Candidates statewide scramble to adjust to Pennsylvania’s new congressional map
This year has been anything but predictable in Pennsylvania.
Listen 4:34Democratic congressional hopeful Laura Quick and two campaign staffers recently set up shop for the afternoon inside a Panera Bread not too far from her home in Palmyra, Lebanon County.
They’d popped open their laptops on the table closest to a fireplace going full blast. That warmth would probably be welcome on most February afternoons, but it was an unseasonable 70 degrees outside.
“I asked them to turn it off, but they can’t,” explained Josh Brady, 23, Quick’s unofficial numbers guy.
So they decided to deal with the extra heat.
Quick, who’s running for the U.S. House of Representatives in the new 9th Congressional District, was making calls in hopes of drumming up volunteers to help her gather signatures for her nominating petition.
“I’m a Teamster running for Congress,” said Quick, a former UPS driver. “When they redistricted, I [wound] up kind of in your area. And I’m looking for some boots-on-the-ground help.”
This close to May’s primary, candidates such as Quick normally would be further along.
They typically know where their districts will be months or years before an election.

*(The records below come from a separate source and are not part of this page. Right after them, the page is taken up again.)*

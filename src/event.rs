use crossterm::event::{self, Event as CrosstermEvent, KeyEvent, KeyEventKind};
use std::time::Duration;
use tokio::sync::mpsc;

/// Application events
#[derive(Debug)]
pub enum Event {
  /// Terminal key press
  Key(KeyEvent),
  /// Periodic tick for UI refresh
  Tick,
  /// The connectivity monitor changed state
  Connectivity,
  /// A resource hook changed (data, loading flag, error, conflict)
  ResourceChanged(&'static str),
  /// A user action running in the background finished
  ActionDone {
    action: &'static str,
    result: Result<(), String>,
  },
}

/// Event handler that produces events from terminal input and a tick timer
pub struct EventHandler {
  tx: mpsc::UnboundedSender<Event>,
  rx: mpsc::UnboundedReceiver<Event>,
}

impl EventHandler {
  /// Create a new event handler with the given tick rate
  pub fn new(tick_rate: Duration) -> Self {
    let (tx, rx) = mpsc::unbounded_channel();

    let input_tx = tx.clone();
    // crossterm polling blocks, keep it off the async workers
    tokio::task::spawn_blocking(move || loop {
      if event::poll(tick_rate).unwrap_or(false) {
        if let Ok(CrosstermEvent::Key(key)) = event::read() {
          if key.kind == KeyEventKind::Press && input_tx.send(Event::Key(key)).is_err() {
            break;
          }
        }
      } else if input_tx.send(Event::Tick).is_err() {
        break;
      }
    });

    Self { tx, rx }
  }

  /// Sender for background tasks that report back to the UI
  pub fn sender(&self) -> mpsc::UnboundedSender<Event> {
    self.tx.clone()
  }

  /// Receive the next event
  pub async fn next(&mut self) -> Option<Event> {
    self.rx.recv().await
  }
}
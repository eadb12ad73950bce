//! The HTTP primitive every backend call goes through.

use async_trait::async_trait;
use serde::{de::DeserializeOwned, Serialize};
use std::sync::Arc;
use std::time::Duration;

use crate::error::{HttpError, TransportKind};

#[derive(Debug, Clone, Copy, PartialEq, Eq)]
pub enum Method {
  Get,
  Post,
  Put,
  Delete,
}

impl Method {
  pub fn as_str(&self) -> &'static str {
    match self {
      Method::Get => "GET",
      Method::Post => "POST",
      Method::Put => "PUT",
      Method::Delete => "DELETE",
    }
  }
}

#[derive(Debug, Clone)]
pub struct HttpRequest {
  pub method: Method,
  pub url: String,
  pub headers: Vec<(String, String)>,
  pub body: Option<Vec<u8>>,
}

impl HttpRequest {
  pub fn new(method: Method, url: impl Into<String>) -> Self {
    Self {
      method,
      url: url.into(),
      headers: Vec::new(),
      body: None,
    }
  }

  pub fn get(url: impl Into<String>) -> Self {
    Self::new(Method::Get, url)
  }

  pub fn with_header(mut self, key: impl Into<String>, value: impl Into<String>) -> Self {
    self.headers.push((key.into(), value.into()));
    self
  }

  pub fn with_json<T: Serialize>(mut self, body: &T) -> Result<Self, HttpError> {
    let bytes = serde_json::to_vec(body)
      .map_err(|e| HttpError::InvalidRequest(format!("unserializable body: {}", e)))?;
    self.body = Some(bytes);
    Ok(self.with_header("content-type", "application/json"))
  }
}

#[derive(Debug, Clone, PartialEq, Eq)]
pub struct HttpResponse {
  pub status: u16,
  pub body: Vec<u8>,
}

impl HttpResponse {
  pub fn is_success(&self) -> bool {
    (200..300).contains(&self.status)
  }

  pub fn json<T: DeserializeOwned>(&self) -> Result<T, serde_json::Error> {
    serde_json::from_slice(&self.body)
  }

  pub fn text(&self) -> String {
    String::from_utf8_lossy(&self.body).into_owned()
  }
}

/// Outbound HTTP call primitive.
///
/// A response with any status is `Ok`; only failures to get a response at
/// all are `Err`.
#[async_trait]
pub trait HttpClient: Send + Sync {
  async fn send(&self, request: HttpRequest) -> Result<HttpResponse, HttpError>;
}

#[async_trait]
impl<C: HttpClient + ?Sized> HttpClient for Arc<C> {
  async fn send(&self, request: HttpRequest) -> Result<HttpResponse, HttpError> {
    (**self).send(request).await
  }
}

/// Production client backed by reqwest.
#[derive(Clone)]
pub struct ReqwestClient {
  client: reqwest::Client,
}

impl ReqwestClient {
  pub fn new(request_timeout: Duration) -> color_eyre::Result<Self> {
    let client = reqwest::Client::builder()
      .timeout(request_timeout)
      .user_agent(concat!("acon/", env!("CARGO_PKG_VERSION")))
      .build()
      .map_err(|e| color_eyre::eyre::eyre!("Failed to create HTTP client: {}", e))?;
    Ok(Self { client })
  }
}

#[async_trait]
impl HttpClient for ReqwestClient {
  async fn send(&self, request: HttpRequest) -> Result<HttpResponse, HttpError> {
    let method = match request.method {
      Method::Get => reqwest::Method::GET,
      Method::Post => reqwest::Method::POST,
      Method::Put => reqwest::Method::PUT,
      Method::Delete => reqwest::Method::DELETE,
    };

    let url = reqwest::Url::parse(&request.url)
      .map_err(|e| HttpError::InvalidRequest(format!("{}: {}", request.url, e)))?;

    let mut builder = self.client.request(method, url);
    for (key, value) in &request.headers {
      builder = builder.header(key.as_str(), value.as_str());
    }
    if let Some(body) = request.body {
      builder = builder.body(body);
    }

    let response = builder.send().await.map_err(transport_error)?;
    let status = response.status().as_u16();
    let body = response.bytes().await.map_err(transport_error)?;

    Ok(HttpResponse {
      status,
      body: body.to_vec(),
    })
  }
}

fn transport_error(err: reqwest::Error) -> HttpError {
  if err.is_builder() {
    return HttpError::InvalidRequest(error_chain(&err));
  }

  let message = error_chain(&err);
  let kind = if err.is_timeout() {
    TransportKind::Timeout
  } else if err.is_connect() {
    if message.to_lowercase().contains("dns error") {
      TransportKind::Dns
    } else {
      TransportKind::Connect
    }
  } else if err.is_request() || err.is_body() {
    TransportKind::Reset
  } else {
    TransportKind::Other
  };

  HttpError::Transport { kind, message }
}

/// Flatten an error and its sources into one line.
fn error_chain(err: &dyn std::error::Error) -> String {
  let mut message = err.to_string();
  let mut source = err.source();
  while let Some(cause) = source {
    message.push_str(": ");
    message.push_str(&cause.to_string());
    source = cause.source();
  }
  message
}

#[cfg(test)]
mod tests {
  use super::*;

  #[test]
  fn test_with_json_sets_body_and_content_type() {
    let request = HttpRequest::new(Method::Post, "https://api.example.com/v1/books")
      .with_json(&serde_json::json!({ "title": "Physics" }))
      .unwrap();

    assert_eq!(request.body.as_deref(), Some(&br#"{"title":"Physics"}"#[..]));
    assert!(request
      .headers
      .iter()
      .any(|(k, v)| k == "content-type" && v == "application/json"));
  }

  #[test]
  fn test_response_success_range() {
    let ok = HttpResponse {
      status: 204,
      body: Vec::new(),
    };
    let not_found = HttpResponse {
      status: 404,
      body: Vec::new(),
    };
    assert!(ok.is_success());
    assert!(!not_found.is_success());
  }
}
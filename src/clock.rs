//! Wall-clock source for cache freshness.

use chrono::{DateTime, Utc};
#[cfg(test)]
use std::sync::Mutex;

pub trait Clock: Send + Sync {
  fn now(&self) -> DateTime<Utc>;
}

#[derive(Debug, Default, Clone, Copy)]
pub struct SystemClock;

impl Clock for SystemClock {
  fn now(&self) -> DateTime<Utc> {
    Utc::now()
  }
}

/// Clock that only moves when told to.
#[cfg(test)]
#[derive(Debug)]
pub struct ManualClock {
  now: Mutex<DateTime<Utc>>,
}

#[cfg(test)]
impl ManualClock {
  pub fn new(start: DateTime<Utc>) -> Self {
    Self {
      now: Mutex::new(start),
    }
  }

  pub fn advance(&self, by: chrono::Duration) {
    let mut now = self.now.lock().unwrap_or_else(|e| e.into_inner());
    *now += by;
  }
}

#[cfg(test)]
impl Clock for ManualClock {
  fn now(&self) -> DateTime<Utc> {
    *self.now.lock().unwrap_or_else(|e| e.into_inner())
  }
}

But this year has been anything but predictable in Pennsylvania.
Uncertainties abound
In a decision that could have national political ramifications, the state Supreme Court struck down the commonwealth’s congressional map as unconstitutionally gerrymandered in January.
The Democratic-majority court mandated its own version of the map on Feb. 19. That was just a week before candidates needed to start circulating nominating petitions, a process already delayed weeks because of the ruling.

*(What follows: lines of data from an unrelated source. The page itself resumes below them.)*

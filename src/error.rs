//! Error taxonomy for backend access.
//!
//! `HttpError` is what the HTTP primitive (and the interceptor wrapping it)
//! returns. `Error` is what the document store and resource hooks speak: it
//! separates connectivity-shaped failures, which drive offline mode, from
//! terminal ones that are shown to the user as-is.

use std::fmt;

/// Transport-level failure category reported by an [`crate::net::HttpClient`].
#[derive(Debug, Clone, Copy, PartialEq, Eq)]
pub enum TransportKind {
  /// Could not open a connection (refused, unreachable, reset during connect)
  Connect,
  /// Name resolution failed
  Dns,
  /// The request did not complete in time
  Timeout,
  /// Connection dropped after the request was sent
  Reset,
  /// Anything else the transport could not describe further
  Other,
}

impl fmt::Display for TransportKind {
  fn fmt(&self, f: &mut fmt::Formatter<'_>) -> fmt::Result {
    let s = match self {
      TransportKind::Connect => "connect",
      TransportKind::Dns => "dns",
      TransportKind::Timeout => "timeout",
      TransportKind::Reset => "reset",
      TransportKind::Other => "other",
    };
    f.write_str(s)
  }
}

/// Errors surfaced by the HTTP primitive.
#[derive(Debug, Clone, PartialEq, Eq, thiserror::Error)]
pub enum HttpError {
  #[error("network request failed ({kind}): {message}")]
  Transport { kind: TransportKind, message: String },
  #[error("invalid request: {0}")]
  InvalidRequest(String),
  /// Short-circuit returned while the monitor is OFFLINE; the network was not touched.
  #[error("backend unavailable (offline mode)")]
  BackendUnavailable,
  #[error("backend requests appear to be blocked: {0}")]
  BlockerSuspected(String),
}

impl HttpError {
  pub fn transport(kind: TransportKind, message: impl Into<String>) -> Self {
    HttpError::Transport {
      kind,
      message: message.into(),
    }
  }
}

/// Domain error returned by the document store and resource hooks.
#[derive(Debug, Clone, PartialEq, Eq, thiserror::Error)]
pub enum Error {
  #[error("network error: {0}")]
  TransientNetwork(String),
  #[error("requests to the backend appear to be blocked: {0}")]
  BlockerSuspected(String),
  #[error("backend unavailable (offline mode)")]
  BackendUnavailable,
  #[error("backend rejected a queued change: {0}")]
  ConflictOnReplay(String),
  #[error("validation failed: {0}")]
  Validation(String),
  #[error("not authorized: {0}")]
  Unauthorized(String),
  #[error("unexpected response from backend: {0}")]
  Decode(String),
}

impl Error {
  /// Only transient network errors are worth another attempt.
  pub fn is_retryable(&self) -> bool {
    matches!(self, Error::TransientNetwork(_))
  }

  /// Errors that mean "the backend cannot be reached right now".
  pub fn is_connectivity(&self) -> bool {
    matches!(
      self,
      Error::TransientNetwork(_) | Error::BlockerSuspected(_) | Error::BackendUnavailable
    )
  }
}

impl From<HttpError> for Error {
  fn from(err: HttpError) -> Self {
    match err {
      HttpError::Transport { .. } => Error::TransientNetwork(err.to_string()),
      HttpError::InvalidRequest(msg) => Error::Validation(msg),
      HttpError::BackendUnavailable => Error::BackendUnavailable,
      HttpError::BlockerSuspected(msg) => Error::BlockerSuspected(msg),
    }
  }
}

pub type Result<T, E = Error> = std::result::Result<T, E>;
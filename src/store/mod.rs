//! Document database client seen by resource hooks.
//!
//! The database protocol is opaque to the rest of the crate: documents are
//! an id plus a JSON payload that passes through unchanged.

mod rest;

use async_trait::async_trait;
use serde::{Deserialize, Serialize};
use serde_json::Value;
use tokio::sync::mpsc;

use crate::error::Result;

pub use rest::RestDocumentStore;

#[derive(Debug, Clone, PartialEq, Serialize, Deserialize)]
pub struct Document {
  pub id: String,
  pub data: Value,
}

/// One push-style notification from a live change feed.
#[derive(Debug, Clone, PartialEq)]
pub enum ChangeEvent {
  Upserted(Document),
  Removed { id: String },
}

#[async_trait]
pub trait DocumentStore: Send + Sync {
  async fn list(&self, collection: &str) -> Result<Vec<Document>>;

  /// Create a document; the backend assigns the id and echoes the stored copy.
  async fn create(&self, collection: &str, data: Value) -> Result<Document>;

  async fn update(&self, collection: &str, id: &str, data: Value) -> Result<Document>;

  async fn delete(&self, collection: &str, id: &str) -> Result<()>;

  /// Live change feed for a collection, when the backend offers one.
  fn watch(&self, _collection: &str) -> Option<mpsc::UnboundedReceiver<ChangeEvent>> {
    None
  }
}
use crate::cache::CacheSource;
use crate::hook::SyncMark;
use ratatui::prelude::Color;

/// Truncate a string to a maximum number of characters, adding "..." if truncated
pub fn truncate(s: &str, max_len: usize) -> String {
  if s.chars().count() <= max_len {
    s.to_string()
  } else {
    let kept: String = s.chars().take(max_len.saturating_sub(3)).collect();
    format!("{}...", kept)
  }
}

/// Get the display color for a record's sync mark
pub fn mark_color(mark: SyncMark) -> Color {
  match mark {
    SyncMark::Synced => Color::White,
    SyncMark::PendingCreate => Color::Magenta,
    SyncMark::Modified => Color::Yellow,
  }
}

/// Short label for where the shown data came from
pub fn source_label(source: Option<CacheSource>) -> &'static str {
  match source {
    Some(CacheSource::Network) => "live",
    Some(CacheSource::Cache) => "cached",
    Some(CacheSource::Fallback) => "built-in",
    None => "",
  }
}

The map, though, could potentially change again.
Republican state lawmakers have filed multiple legal challenges seeking to to reverse the court’s ruling and revert to the map they created in 2011, when the GOP controlled all three branches of state government.
The interactive slider above compares Pennsylvania’s congressional map as adopted into law in 2011 with the court-drawn version released on Feb. 19.

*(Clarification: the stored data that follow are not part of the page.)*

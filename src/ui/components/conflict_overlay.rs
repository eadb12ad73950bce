use ratatui::prelude::*;
use ratatui::widgets::{Block, Borders, Clear, Paragraph, Wrap};

/// Blocking prompt shown while the backend has rejected a queued change.
/// Only `x` (discard) and `s` (resubmit) dismiss it.
pub fn draw_conflict_overlay(frame: &mut Frame, area: Rect, resource: &str, message: &str) {
  let width = (area.width * 70 / 100).clamp(40, 80).min(area.width);
  let height = 9.min(area.height);
  let overlay = Rect::new(
    area.x + area.width.saturating_sub(width) / 2,
    area.y + area.height.saturating_sub(height) / 2,
    width,
    height,
  );
  frame.render_widget(Clear, overlay);

  let block = Block::default()
    .borders(Borders::ALL)
    .border_style(Style::default().fg(Color::Red))
    .title(format!(" Sync conflict: {} ", resource))
    .title_alignment(Alignment::Center);

  let text = vec![
    Line::from(Span::styled(message, Style::default().fg(Color::White))),
    Line::raw(""),
    Line::from(Span::styled(
      "Your offline change was not applied.",
      Style::default().fg(Color::DarkGray),
    )),
    Line::raw(""),
    Line::from(vec![
      Span::styled("<x>", Style::default().fg(Color::Cyan)),
      Span::styled(" discard my change   ", Style::default().fg(Color::DarkGray)),
      Span::styled("<s>", Style::default().fg(Color::Cyan)),
      Span::styled(" send it again", Style::default().fg(Color::DarkGray)),
    ]),
  ];

  let paragraph = Paragraph::new(text)
    .block(block)
    .wrap(Wrap { trim: true });
  frame.render_widget(paragraph, overlay);
}
//! Resource kinds managed by the console.

use serde::{de::DeserializeOwned, Deserialize, Serialize};

/// A document type stored in one backend collection.
pub trait Resource:
  Clone + std::fmt::Debug + PartialEq + Send + Sync + Serialize + DeserializeOwned + 'static
{
  /// Backend collection name, also used as the cache key
  const COLLECTION: &'static str;

  /// Human-readable label for lists
  fn title(&self) -> &str;

  /// Copy with a new label
  fn with_title(&self, title: &str) -> Self;

  /// New record with only a label filled in
  fn draft(title: &str) -> Self;

  /// Client-side validation before anything is sent or queued.
  fn validate(&self) -> Result<(), String> {
    if self.title().trim().is_empty() {
      Err(format!("{} need a title", Self::COLLECTION))
    } else {
      Ok(())
    }
  }

  /// Minimal dataset served when neither the backend nor the cache can help.
  fn fallback() -> Vec<Self> {
    Vec::new()
  }
}

#[derive(Debug, Clone, PartialEq, Serialize, Deserialize)]
pub struct Year {
  pub name: String,
  #[serde(default)]
  pub order: u32,
}

impl Resource for Year {
  const COLLECTION: &'static str = "years";

  fn title(&self) -> &str {
    &self.name
  }

  fn with_title(&self, title: &str) -> Self {
    Self {
      name: title.to_string(),
      ..self.clone()
    }
  }

  fn draft(title: &str) -> Self {
    Self {
      name: title.to_string(),
      order: 0,
    }
  }

  fn fallback() -> Vec<Self> {
    ["First Year", "Second Year", "Third Year", "Fourth Year"]
      .iter()
      .zip(1..)
      .map(|(name, order)| Year {
        name: name.to_string(),
        order,
      })
      .collect()
  }
}

#[derive(Debug, Clone, PartialEq, Serialize, Deserialize)]
pub struct Subject {
  pub name: String,
  #[serde(default)]
  pub year_id: Option<String>,
}

impl Resource for Subject {
  const COLLECTION: &'static str = "subjects";

  fn title(&self) -> &str {
    &self.name
  }

  fn with_title(&self, title: &str) -> Self {
    Self {
      name: title.to_string(),
      ..self.clone()
    }
  }

  fn draft(title: &str) -> Self {
    Self {
      name: title.to_string(),
      year_id: None,
    }
  }
}

#[derive(Debug, Clone, PartialEq, Serialize, Deserialize)]
pub struct Lecture {
  pub title: String,
  #[serde(default)]
  pub subject_id: Option<String>,
  #[serde(default)]
  pub video_url: Option<String>,
}

impl Resource for Lecture {
  const COLLECTION: &'static str = "lectures";

  fn title(&self) -> &str {
    &self.title
  }

  fn with_title(&self, title: &str) -> Self {
    Self {
      title: title.to_string(),
      ..self.clone()
    }
  }

  fn draft(title: &str) -> Self {
    Self {
      title: title.to_string(),
      subject_id: None,
      video_url: None,
    }
  }

  fn validate(&self) -> Result<(), String> {
    if self.title.trim().is_empty() {
      return Err("lectures need a title".to_string());
    }
    match &self.video_url {
      Some(url) if url::Url::parse(url).is_err() => Err(format!("invalid video URL: {}", url)),
      _ => Ok(()),
    }
  }
}

#[derive(Debug, Clone, PartialEq, Serialize, Deserialize)]
pub struct Book {
  pub title: String,
  #[serde(default)]
  pub author: Option<String>,
  /// Price in minor currency units
  #[serde(default)]
  pub price: u64,
}

impl Resource for Book {
  const COLLECTION: &'static str = "books";

  fn title(&self) -> &str {
    &self.title
  }

  fn with_title(&self, title: &str) -> Self {
    Self {
      title: title.to_string(),
      ..self.clone()
    }
  }

  fn draft(title: &str) -> Self {
    Self {
      title: title.to_string(),
      author: None,
      price: 0,
    }
  }
}

#[derive(Debug, Clone, PartialEq, Serialize, Deserialize)]
pub struct Product {
  pub name: String,
  #[serde(default)]
  pub price: u64,
  #[serde(default)]
  pub stock: u32,
}

impl Resource for Product {
  const COLLECTION: &'static str = "products";

  fn title(&self) -> &str {
    &self.name
  }

  fn with_title(&self, title: &str) -> Self {
    Self {
      name: title.to_string(),
      ..self.clone()
    }
  }

  fn draft(title: &str) -> Self {
    Self {
      name: title.to_string(),
      price: 0,
      stock: 0,
    }
  }
}

#[derive(Debug, Clone, PartialEq, Serialize, Deserialize)]
pub struct NewsItem {
  pub title: String,
  #[serde(default)]
  pub body: String,
  #[serde(default)]
  pub published_at: Option<chrono::DateTime<chrono::Utc>>,
}

impl Resource for NewsItem {
  const COLLECTION: &'static str = "news";

  fn title(&self) -> &str {
    &self.title
  }

  fn with_title(&self, title: &str) -> Self {
    Self {
      title: title.to_string(),
      ..self.clone()
    }
  }

  fn draft(title: &str) -> Self {
    Self {
      title: title.to_string(),
      body: String::new(),
      published_at: None,
    }
  }
}

#[derive(Debug, Clone, PartialEq, Serialize, Deserialize)]
pub struct Professor {
  pub name: String,
  #[serde(default)]
  pub department: Option<String>,
}

impl Resource for Professor {
  const COLLECTION: &'static str = "professors";

  fn title(&self) -> &str {
    &self.name
  }

  fn with_title(&self, title: &str) -> Self {
    Self {
      name: title.to_string(),
      ..self.clone()
    }
  }

  fn draft(title: &str) -> Self {
    Self {
      name: title.to_string(),
      department: None,
    }
  }
}

#[derive(Debug, Clone, PartialEq, Serialize, Deserialize)]
pub struct Quiz {
  pub title: String,
  #[serde(default)]
  pub lecture_id: Option<String>,
  #[serde(default)]
  pub questions: Vec<Question>,
}

#[derive(Debug, Clone, PartialEq, Serialize, Deserialize)]
pub struct Question {
  pub prompt: String,
  pub choices: Vec<String>,
  pub answer: usize,
}

impl Resource for Quiz {
  const COLLECTION: &'static str = "quizzes";

  fn title(&self) -> &str {
    &self.title
  }

  fn with_title(&self, title: &str) -> Self {
    Self {
      title: title.to_string(),
      ..self.clone()
    }
  }

  fn draft(title: &str) -> Self {
    Self {
      title: title.to_string(),
      lecture_id: None,
      questions: Vec::new(),
    }
  }

  fn validate(&self) -> Result<(), String> {
    if self.title.trim().is_empty() {
      return Err("quizzes need a title".to_string());
    }
    for (i, q) in self.questions.iter().enumerate() {
      if q.answer >= q.choices.len() {
        return Err(format!("question {} has no valid answer", i + 1));
      }
    }
    Ok(())
  }
}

Amid this uncertainty, Quick and other candidates are gearing up their campaigns and adjusting to the change in boundary lines.
“It’s, you know, the wild, wild west a little bit. Everybody is at a slight disadvantage,” Quick said.
Across the state, candidates’ responses have varied.
“That old saying, ‘May you live in interesting times. ’ This last month or so has been very interesting,” said state Rep. Stephen Bloom, R-Cumberland. “It has not been fun.”
Bloom launched his campaign in the old 11th District, which U.S. Rep. Lou Barletta left open to run for the Senate.
Barletta, the Republican former mayor of Hazleton whose anti-immigrant crusade ended up nearly bankrupting the city, has held the seat since 2011. As drawn then, the district started near Hazleton, in Coal Country, and stretched southwest through the densely populated Capitol region, picking up agricultural Lebanon County and half of the city of Harrisburg along the way, before ending near Bloom’s hometown of North Middleton Township just outside Carlisle.
Bloom’s now in the eastern part of the 13th District, which goes from Gettysburg to Johnstown – and then some.
Its rural expanse comprises primarily precincts won consistently by Republicans.
“Whether the new map stands, or the new map gets thrown out and the old map is brought back – either of those two scenarios, actually, for my campaign, individually, presents a reasonably good scenario,” Bloom said. “But it’s causing a lot of chaos and trouble for candidates across state and, I think, is confusing the voters.”
In general, analysts say the court’s map has improved Democrats’ chances to pick up more seats in the House of Representatives, yielding a delegation that more closely reflects statewide voter activity and registration.
There are over a million more Democrats than Republicans registered to vote in Pennsylvania.
Since the old map was put in place, Republicans have held 13 of 18 of Pennsylvania’s congressional seats.
Incumbent Republican Ryan Costello is considered particularly vulnerable under the new plan. His 6th Congressional District picked up the cities of Reading and Coatesville and lost pieces of rural Lancaster County.
The interactive slider above compares changes to Pennsylvania’s 6th Congressional District.
Chester County Democrat Chrissy Houlahan is vying for the opportunity to face Costello in November’s general election.
“It’s sort of like a coming together of a community that’s always been together. We always have identified as being from either Chester County or Lower Berks or whatever, and we’re finally actually unified,” Houlahan said.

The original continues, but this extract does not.